Children with sickle cell disease (SCD) are living longer with the advent of medical advances
such as prophylactic penicillin, chronic transfusion, and hydroxyurea. Despite greater
longevity in SCD, the period following the transition from pediatric to adult care is
critical; youth aged 18-30 years are at high risk for mortality and have high rates of
healthcare utilization, leading to high healthcare costs. As such, health care transition
(HCT) programs have been created to prepare patients for adult-centered care and
subsequently, improve health outcomes. However, very few programs have been evaluated for
effectiveness in achieving optimal health outcomes in SCD. This paucity of program evaluation
is attributed to a lack of identifiable predictors and outcomes.

Researchers at St. Jude Children's Research Hospital want to identify factors and patterns of
successful HCT. This information will be used to develop approaches to best evaluate HCT
interventions and identify areas of improvement of HCT programming.
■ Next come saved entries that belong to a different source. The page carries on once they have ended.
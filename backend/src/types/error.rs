//! Universal error handling for the API

use aide::OperationOutput;
use axum::{
    http::StatusCode,
    response::{IntoResponse, Response},
    Json,
};
use common_types::ErrorMessage;

use crate::upload_storage::StorageError;

/// Message returned whenever an upload URL cannot be produced
pub const SIGNING_FAILED_MESSAGE: &str = "Error generating signed URL";

/// Application error type that wraps the API error response
#[derive(Debug)]
pub struct AppError {
    status: StatusCode,
    inner: ErrorMessage,
}

impl AppError {
    /// Create a new application error
    #[must_use]
    pub fn new(status: StatusCode, message: impl Into<String>) -> Self {
        Self {
            status,
            inner: ErrorMessage {
                message: message.into(),
            },
        }
    }

    /// Create a `400 Bad Request` error
    #[must_use]
    pub fn bad_request(message: impl Into<String>) -> Self {
        Self::new(StatusCode::BAD_REQUEST, message)
    }

    /// HTTP status of the error
    #[must_use]
    pub const fn status(&self) -> StatusCode {
        self.status
    }

    /// Message sent to the client
    #[must_use]
    pub fn message(&self) -> &str {
        &self.inner.message
    }
}

impl IntoResponse for AppError {
    fn into_response(self) -> Response {
        // Log the error based on status code
        match self.status.as_u16() {
            400..=499 => tracing::warn!("Client error: {}", self.inner.message),
            500..=599 => tracing::error!("Server error: {}", self.inner.message),
            _ => {}
        }

        (self.status, Json(self.inner)).into_response()
    }
}

/// Convert storage errors to application errors
impl From<StorageError> for AppError {
    fn from(err: StorageError) -> Self {
        // Details stay in the logs, the caller only learns that signing failed
        tracing::error!("Upload URL generation failed: {err}");
        Self::new(StatusCode::INTERNAL_SERVER_ERROR, SIGNING_FAILED_MESSAGE)
    }
}

impl OperationOutput for AppError {
    type Inner = ErrorMessage;

    fn operation_response(
        ctx: &mut aide::generate::GenContext,
        operation: &mut aide::openapi::Operation,
    ) -> Option<aide::openapi::Response> {
        Json::<ErrorMessage>::operation_response(ctx, operation)
    }
}
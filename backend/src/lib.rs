//! DNC list upload-URL issuer

#![deny(
    clippy::all,
    clippy::pedantic,
    clippy::nursery,
    missing_docs,
    dead_code
)]

/// HTTP routes
pub mod routes;

/// Server bootstrap
pub mod server;

/// Environment, error and extractor types
pub mod types;

/// Presigned S3 uploads for DNC list files
pub mod upload_storage;
//! Submission client configuration

use std::fmt;

use url::Url;

use crate::error::SubmissionError;

/// Airtable REST API root
pub const DEFAULT_AIRTABLE_API_URL: &str = "https://api.airtable.com/v0";

/// Issuer the client talks to when none is configured
pub const DEFAULT_ISSUER_URL: &str = "http://localhost:8001";

/// Everything the client needs, resolved once at startup
#[derive(Debug, Clone)]
pub struct ClientConfig {
    /// Base URL of the upload-URL issuer
    pub issuer_url: Url,
    /// Target table for submission records
    pub airtable: AirtableConfig,
}

/// Airtable credentials and the table submissions are recorded in
#[derive(Clone)]
pub struct AirtableConfig {
    /// API root, `https://api.airtable.com/v0` in production
    pub api_url: Url,
    /// Personal access token sent as a bearer token
    pub api_key: String,
    /// Base identifier (`app...`)
    pub base_id: String,
    /// Table name or identifier
    pub table_name: String,
}

impl AirtableConfig {
    /// Collection endpoint records are created at: `{api_url}/{base_id}/{table_name}`
    ///
    /// # Errors
    ///
    /// Returns `SubmissionError::Config` if an identifier is empty or the API URL
    /// cannot be used as a base
    pub fn records_url(&self) -> Result<Url, SubmissionError> {
        if self.base_id.is_empty() || self.table_name.is_empty() {
            return Err(SubmissionError::Config(
                "Airtable base id and table name are required".to_string(),
            ));
        }

        join_segments(&self.api_url, &[&self.base_id, &self.table_name])
    }
}

// The API key never ends up in logs
impl fmt::Debug for AirtableConfig {
    fn fmt(&self, f: &mut fmt::Formatter<'_>) -> fmt::Result {
        f.debug_struct("AirtableConfig")
            .field("api_url", &self.api_url.as_str())
            .field("api_key", &"<redacted>")
            .field("base_id", &self.base_id)
            .field("table_name", &self.table_name)
            .finish()
    }
}

impl ClientConfig {
    /// Issuer endpoint: `{issuer_url}/api/upload`
    ///
    /// # Errors
    ///
    /// Returns `SubmissionError::Config` if the issuer URL cannot be used as a base
    pub fn upload_endpoint(&self) -> Result<Url, SubmissionError> {
        join_segments(&self.issuer_url, &["api", "upload"])
    }
}

/// Appends percent-encoded path segments to `base`
fn join_segments(base: &Url, segments: &[&str]) -> Result<Url, SubmissionError> {
    let mut url = base.clone();
    url.path_segments_mut()
        .map_err(|()| SubmissionError::Config(format!("{base} cannot be used as a base URL")))?
        .pop_if_empty()
        .extend(segments);
    Ok(url)
}

#[cfg(test)]
mod tests {
    use super::*;

    fn airtable(api_url: &str, table_name: &str) -> AirtableConfig {
        AirtableConfig {
            api_url: Url::parse(api_url).unwrap(),
            api_key: "patSECRET".to_string(),
            base_id: "appBASE".to_string(),
            table_name: table_name.to_string(),
        }
    }

    #[test]
    fn test_records_url() {
        let url = airtable(DEFAULT_AIRTABLE_API_URL, "DNC")
            .records_url()
            .unwrap();
        assert_eq!(url.as_str(), "https://api.airtable.com/v0/appBASE/DNC");
    }

    #[test]
    fn test_records_url_encodes_table_name() {
        let url = airtable("https://api.airtable.com/v0/", "DNC Lists")
            .records_url()
            .unwrap();
        assert_eq!(url.as_str(), "https://api.airtable.com/v0/appBASE/DNC%20Lists");
    }

    #[test]
    fn test_records_url_requires_identifiers() {
        let result = airtable(DEFAULT_AIRTABLE_API_URL, "").records_url();
        assert!(matches!(result, Err(SubmissionError::Config(_))));
    }

    #[test]
    fn test_upload_endpoint() {
        let config = ClientConfig {
            issuer_url: Url::parse("http://localhost:8001").unwrap(),
            airtable: airtable(DEFAULT_AIRTABLE_API_URL, "DNC"),
        };
        assert_eq!(
            config.upload_endpoint().unwrap().as_str(),
            "http://localhost:8001/api/upload"
        );
    }

    #[test]
    fn test_debug_redacts_api_key() {
        let debug = format!("{:?}", airtable(DEFAULT_AIRTABLE_API_URL, "DNC"));
        assert!(!debug.contains("patSECRET"));
        assert!(debug.contains("<redacted>"));
    }
}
PRIMARY OBJECTIVE: Describe hospital utilization, treatment adherence, and health-related
quality of life in a cohort of patients with sickle cell disease (SCD) who will transfer to
adult care during the study period.

SECONDARY OBJECTIVE: Examine the associations between various factors and health care
transition (HCT) outcomes.

Participants will be asked to complete a set of questions during an outpatient clinic visit
at St. Jude or Methodist Adult Comprehensive Sickle Cell Center. The questions ask about
sickle cell disease knowledge and self-management skills, access to care, general adjustment,
quality of life, and stress. These questions will take about 60 minutes to complete.
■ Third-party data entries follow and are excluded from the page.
//! Environment configuration for different deployment stages

use std::env;
use std::time::Duration;

use aws_config::{retry::RetryConfig, timeout::TimeoutConfig, BehaviorVersion, Region};
use tracing::Level;

use crate::upload_storage::{StorageError, StorageLocation, StorageResult};

/// Bucket DNC lists are written to unless `S3_BUCKET_NAME` overrides it
const DEFAULT_BUCKET_NAME: &str = "dnc-lists";

/// Region `LocalStack` is addressed with when none is configured
const DEFAULT_DEVELOPMENT_REGION: &str = "us-east-1";

/// Upload URLs stay valid for 5 days
const DEFAULT_PRESIGNED_URL_EXPIRY_SECS: u64 = 5 * 24 * 60 * 60;

/// Application environment configuration
#[derive(Debug, Clone, PartialEq, Eq)]
pub enum Environment {
    /// Production environment
    Production,
    /// Staging environment
    Staging,
    /// Development environment (uses `LocalStack`)
    Development {
        /// Optional override for presigned URL expiry in seconds
        presign_expiry_override: Option<u64>,
    },
}

impl Environment {
    /// Creates an Environment from the `APP_ENV` environment variable
    ///
    /// # Panics
    ///
    /// Panics if `APP_ENV` contains an invalid value
    #[must_use]
    pub fn from_env() -> Self {
        let env = env::var("APP_ENV")
            .unwrap_or_else(|_| "development".to_string())
            .trim()
            .to_lowercase();

        match env.as_str() {
            "production" => Self::Production,
            "staging" => Self::Staging,
            "development" => {
                let presign_expiry_override = env::var("PRESIGNED_URL_EXPIRY_SECS")
                    .ok()
                    .and_then(|val| val.parse::<u64>().ok());

                Self::Development {
                    presign_expiry_override,
                }
            }
            _ => panic!("Invalid environment: {env}"),
        }
    }

    /// Returns the S3 bucket name DNC lists are stored in
    #[must_use]
    pub fn s3_bucket(&self) -> String {
        env::var("S3_BUCKET_NAME").unwrap_or_else(|_| DEFAULT_BUCKET_NAME.to_string())
    }

    /// Whether to show API docs
    #[must_use]
    pub const fn show_api_docs(&self) -> bool {
        matches!(self, Self::Development { .. } | Self::Staging)
    }

    /// Returns the endpoint URL to use for AWS services
    #[must_use]
    pub const fn override_aws_endpoint_url(&self) -> Option<&str> {
        match self {
            // Regular AWS endpoints for production and staging
            Self::Production | Self::Staging => None,
            // LocalStack endpoint for development
            Self::Development { .. } => Some("http://localhost:4566"),
        }
    }

    /// AWS configuration with retry and timeout settings
    pub async fn aws_config(&self) -> aws_config::SdkConfig {
        let retry_config = RetryConfig::standard()
            .with_max_attempts(3)
            .with_initial_backoff(Duration::from_millis(50));

        let timeout_config = TimeoutConfig::builder()
            .operation_timeout(Duration::from_secs(30))
            .build();

        let sdk_config = aws_config::load_defaults(BehaviorVersion::latest()).await;
        let has_region = sdk_config.region().is_some();

        let mut config_builder = sdk_config
            .to_builder()
            .retry_config(retry_config)
            .timeout_config(timeout_config);

        if let Some(endpoint_url) = self.override_aws_endpoint_url() {
            config_builder = config_builder.endpoint_url(endpoint_url);
        }

        // LocalStack accepts any region, but signing still needs one
        if !has_region && matches!(self, Self::Development { .. }) {
            config_builder = config_builder.region(Region::new(DEFAULT_DEVELOPMENT_REGION));
        }

        config_builder.build()
    }

    /// AWS S3 service configuration
    pub async fn s3_client_config(&self) -> aws_sdk_s3::Config {
        let aws_config = self.aws_config().await;
        let s3_config: aws_sdk_s3::Config = (&aws_config).into();
        let mut builder = s3_config.to_builder();

        // Override "force path style" to true for compatibility with LocalStack
        // https://github.com/awslabs/aws-sdk-rust/discussions/874
        if matches!(self, Self::Development { .. }) {
            builder.set_force_path_style(Some(true));
        }

        builder.build()
    }

    /// Resolves the fixed storage location from the S3 client configuration
    ///
    /// # Errors
    ///
    /// Returns `StorageError::InvalidLocation` if no region is configured or the
    /// endpoint override is not a valid base URL
    pub fn storage_location(&self, s3_config: &aws_sdk_s3::Config) -> StorageResult<StorageLocation> {
        let region = s3_config.region().ok_or_else(|| {
            StorageError::InvalidLocation("AWS region is not configured".to_string())
        })?;

        StorageLocation::new(
            self.s3_bucket(),
            region.as_ref(),
            self.override_aws_endpoint_url(),
        )
    }

    /// Presigned URL expiry time in seconds
    #[must_use]
    pub fn presigned_url_expiry_secs(&self) -> u64 {
        match self {
            Self::Production | Self::Staging => DEFAULT_PRESIGNED_URL_EXPIRY_SECS,
            Self::Development {
                presign_expiry_override,
            } => presign_expiry_override.unwrap_or(DEFAULT_PRESIGNED_URL_EXPIRY_SECS),
        }
    }

    /// Default log level when `RUST_LOG` does not set one
    #[must_use]
    pub fn tracing_level(&self) -> Level {
        env::var("TRACING_LEVEL")
            .ok()
            .and_then(|val| val.parse::<Level>().ok())
            .unwrap_or(match self {
                Self::Production | Self::Staging => Level::INFO,
                Self::Development { .. } => Level::DEBUG,
            })
    }
}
Participants will answer questionnaires on a password protected laptop or tablet using a
computer program called Audio Computer-Assisted Self-Interviews (ACASI). The laptop or tablet
will be kept by the study team. A study team member will be available during this time to
address any technical issues or answer any questions. Participants will answer one of the
questionnaires verbally, and the study team member will record responses from the
questionnaire with paper and pen. Questionnaires given verbally will be audio-recorded and
reviewed by the lead researcher or other study team member. The recordings will be destroyed
immediately after review. No transcript or written record of the recordings will be made.
Study members will meet five times with each participant during regularly-scheduled clinical
visits over a two year period.

Two institutions will collaborate in the proposed project. St. Jude Children's Research
Hospital (St. Jude) and the Methodist Comprehensive Sickle Cell Center will be the primary
source of participants. Faculty from the University of Memphis, Department of Psychology,
will be involved in methodological considerations and analyzing the data.

Inclusion Criteria:

- Diagnosis of sickle cell disease (all genotypes).

- Age 16.0 - 20.99 years at initial assessment.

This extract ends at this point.